══ Input data

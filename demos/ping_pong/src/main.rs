//! Ping Pong Demo
//!
//! The smallest useful braze setup: one in-process integration that emits a
//! handful of "ping" messages, a listener matching them, and a reply sent
//! back through the kernel's dispatcher.
//!
//! ```bash
//! cargo run --package ping-pong
//! ```

use std::sync::Arc;
use std::time::Duration;

use anyhow::Result;
use async_trait::async_trait;
use braze::prelude::*;
use futures::StreamExt;
use futures::stream;
use serde_json::{Value, json};
use tracing::{error, info};

/// An integration that scripts a short conversation and logs deliveries.
struct ShellIntegration;

impl ShellIntegration {
    fn envelope(content: &str) -> Envelope {
        Envelope::message(
            Entity::new("shell").with_name("Shell"),
            Entity::new("demo-room").with_kind("Group"),
            content,
        )
    }
}

#[async_trait]
impl Integration for ShellIntegration {
    fn service_id(&self) -> String {
        "shell".to_string()
    }

    fn service_name(&self) -> String {
        "shell".to_string()
    }

    fn listen(&self) -> EnvelopeStream {
        let script = ["hello", "ping", "how are you?", "ping"];
        stream::unfold(script.into_iter(), |mut script| async move {
            tokio::time::sleep(Duration::from_secs(1)).await;
            let content = script.next()?;
            info!(content, "[shell] user says");
            Some((Self::envelope(content), script))
        })
        .boxed()
    }

    async fn send(&self, envelope: Envelope) -> IntegrationResult<Value> {
        let content = envelope.content().unwrap_or_default();
        info!(content, "[shell] bot replies");
        Ok(json!({ "delivered": true }))
    }
}

#[tokio::main]
async fn main() -> Result<()> {
    // No webhook integrations here, so leave the HTTP server off.
    let mut config = BrazeConfig::default();
    config.http.enabled = false;

    let runtime = BrazeRuntime::from_config(&config);
    let kernel = runtime.kernel().clone();

    kernel.register_integration(Arc::new(ShellIntegration));

    let responder = kernel.clone();
    let _subscription = kernel
        .hear(Pattern::compile("^ping$")?, TypeFilter::any())
        .subscribe(move |item| match item {
            Ok(output) => {
                let kernel = responder.clone();
                tokio::spawn(async move {
                    if let Err(error) = kernel.send_text("pong", &output.message).await {
                        error!(%error, "failed to send reply");
                    }
                });
            }
            Err(error) => error!(%error, "listener failed"),
        });

    runtime
        .run_until(tokio::time::sleep(Duration::from_secs(6)))
        .await?;
    Ok(())
}
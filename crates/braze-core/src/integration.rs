//! Integration capability trait.
//!
//! An integration adapts one chat platform to the kernel: it produces raw
//! inbound envelopes on its streams and delivers outbound envelopes through
//! its `send` function. The kernel never interprets platform payloads; the
//! integration is responsible for translating to and from the envelope
//! shape.

use std::sync::Arc;

use async_trait::async_trait;
use futures::stream::{self, BoxStream, StreamExt};
use serde_json::Value;

use crate::envelope::Envelope;
use crate::error::IntegrationResult;
use crate::transport::WebhookHandler;

/// An unbounded asynchronous sequence of raw envelopes.
pub type EnvelopeStream = BoxStream<'static, Envelope>;

/// A chat-platform adapter registered with the kernel.
#[async_trait]
pub trait Integration: Send + Sync {
    /// Stable identifier used for outbound dispatch routing.
    fn service_id(&self) -> String;

    /// Human-readable service name, used for logging and webhook paths.
    fn service_name(&self) -> String;

    /// Connection lifecycle events, merged into the listener source
    /// alongside [`listen`](Self::listen). Defaults to an empty stream.
    fn connect(&self) -> EnvelopeStream {
        stream::empty().boxed()
    }

    /// The platform's inbound message stream.
    fn listen(&self) -> EnvelopeStream;

    /// Delivers an outbound envelope to the platform.
    async fn send(&self, envelope: Envelope) -> IntegrationResult<Value>;

    /// Request handler to mount under `/webhook/{service_name}`, for
    /// platforms that push events over HTTP. Defaults to none.
    fn webhook(&self) -> Option<Arc<dyn WebhookHandler>> {
        None
    }
}

/// A shared integration trait object.
pub type BoxedIntegration = Arc<dyn Integration>;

════

Exercise details
All entries are to be reproduced verbatim, with none omitted.

Solution for this problem
filename demos/ping_pong/src/main.rs
//! Ping Pong Demo
//!
//! The smallest useful braze setup: one in-process integration that emits a
//! handful of "ping" messages, a listener matching them, and a reply sent
//! back through the kernel's dispatcher.
//!
//! ```bash
//! cargo run --package ping-pong
//! ```

use std::sync::Arc;
use std::time::Duration;

use anyhow::Result;
use async_trait::async_trait;
use braze::prelude::*;
use futures::StreamExt;
use futures::stream;
use serde_json::{Value, json};
use tracing::{error, info};

/// An integration that scripts a short conversation and logs deliveries.
struct ShellIntegration;

impl ShellIntegration {
    fn envelope(content: &str) -> Envelope {
        Envelope::message(
            Entity::new("shell").with_name("Shell"),
            Entity::new("demo-room").with_kind("Group"),
            content,
        )
    }
}

#[async_trait]
impl Integration for ShellIntegration {
    fn service_id(&self) -> String {
        "shell".to_string()
    }

    fn service_name(&self) -> String {
        "shell".to_string()
    }

    fn listen(&self) -> EnvelopeStream {
        let script = ["hello", "ping", "how are you?", "ping"];
        stream::unfold(script.into_iter(), |mut script| async move {
            tokio::time::sleep(Duration::from_secs(1)).await;
            let content = script.next()?;
            info!(content, "[shell] user says");
            Some((Self::envelope(content), script))
        })
        .boxed()
    }

    async fn send(&self, envelope: Envelope) -> IntegrationResult<Value> {
        let content = envelope.content().unwrap_or_default();
        info!(content, "[shell] bot replies");
        Ok(json!({ "delivered": true }))
    }
}

#[tokio::main]
async fn main() -> Result<()> {
    // No webhook integrations here, so leave the HTTP server off.
    let mut config = BrazeConfig::default();
    config.http.enabled = false;

    let runtime = BrazeRuntime::from_config(&config);
    let kernel = runtime.kernel().clone();

    kernel.register_integration(Arc::new(ShellIntegration));

    let responder = kernel.clone();
    let _subscription = kernel
        .hear(Pattern::compile("^ping$")?, TypeFilter::any())
        .subscribe(move |item| match item {
            Ok(output) => {
                let kernel = responder.clone();
                tokio::spawn(async move {
                    if let Err(error) = kernel.send_text("pong", &output.message).await {
                        error!(%error, "failed to send reply");
                    }
                });
            }
            Err(error) => error!(%error, "listener failed"),
        });

    runtime
        .run_until(tokio::time::sleep(Duration::from_secs(6)))
        .await?;
    Ok(())
}
filename crates/braze-core/src/integration.rs
//! Integration capability trait.
//!
//! An integration adapts one chat platform to the kernel: it produces raw
//! inbound envelopes on its streams and delivers outbound envelopes through
//! its `send` function. The kernel never interprets platform payloads; the
//! integration is responsible for translating to and from the envelope
//! shape.

use std::sync::Arc;

use async_trait::async_trait;
use futures::stream::{self, BoxStream, StreamExt};
use serde_json::Value;

use crate::envelope::Envelope;
use crate::error::IntegrationResult;
use crate::transport::WebhookHandler;

/// An unbounded asynchronous sequence of raw envelopes.
pub type EnvelopeStream = BoxStream<'static, Envelope>;

/// A chat-platform adapter registered with the kernel.
#[async_trait]
pub trait Integration: Send + Sync {
    /// Stable identifier used for outbound dispatch routing.
    fn service_id(&self) -> String;

    /// Human-readable service name, used for logging and webhook paths.
    fn service_name(&self) -> String;

    /// Connection lifecycle events, merged into the listener source
    /// alongside [`listen`](Self::listen). Defaults to an empty stream.
    fn connect(&self) -> EnvelopeStream {
        stream::empty().boxed()
    }

    /// The platform's inbound message stream.
    fn listen(&self) -> EnvelopeStream;

    /// Delivers an outbound envelope to the platform.
    async fn send(&self, envelope: Envelope) -> IntegrationResult<Value>;

    /// Request handler to mount under `/webhook/{service_name}`, for
    /// platforms that push events over HTTP. Defaults to none.
    fn webhook(&self) -> Option<Arc<dyn WebhookHandler>> {
        None
    }
}

/// A shared integration trait object.
pub type BoxedIntegration = Arc<dyn Integration>;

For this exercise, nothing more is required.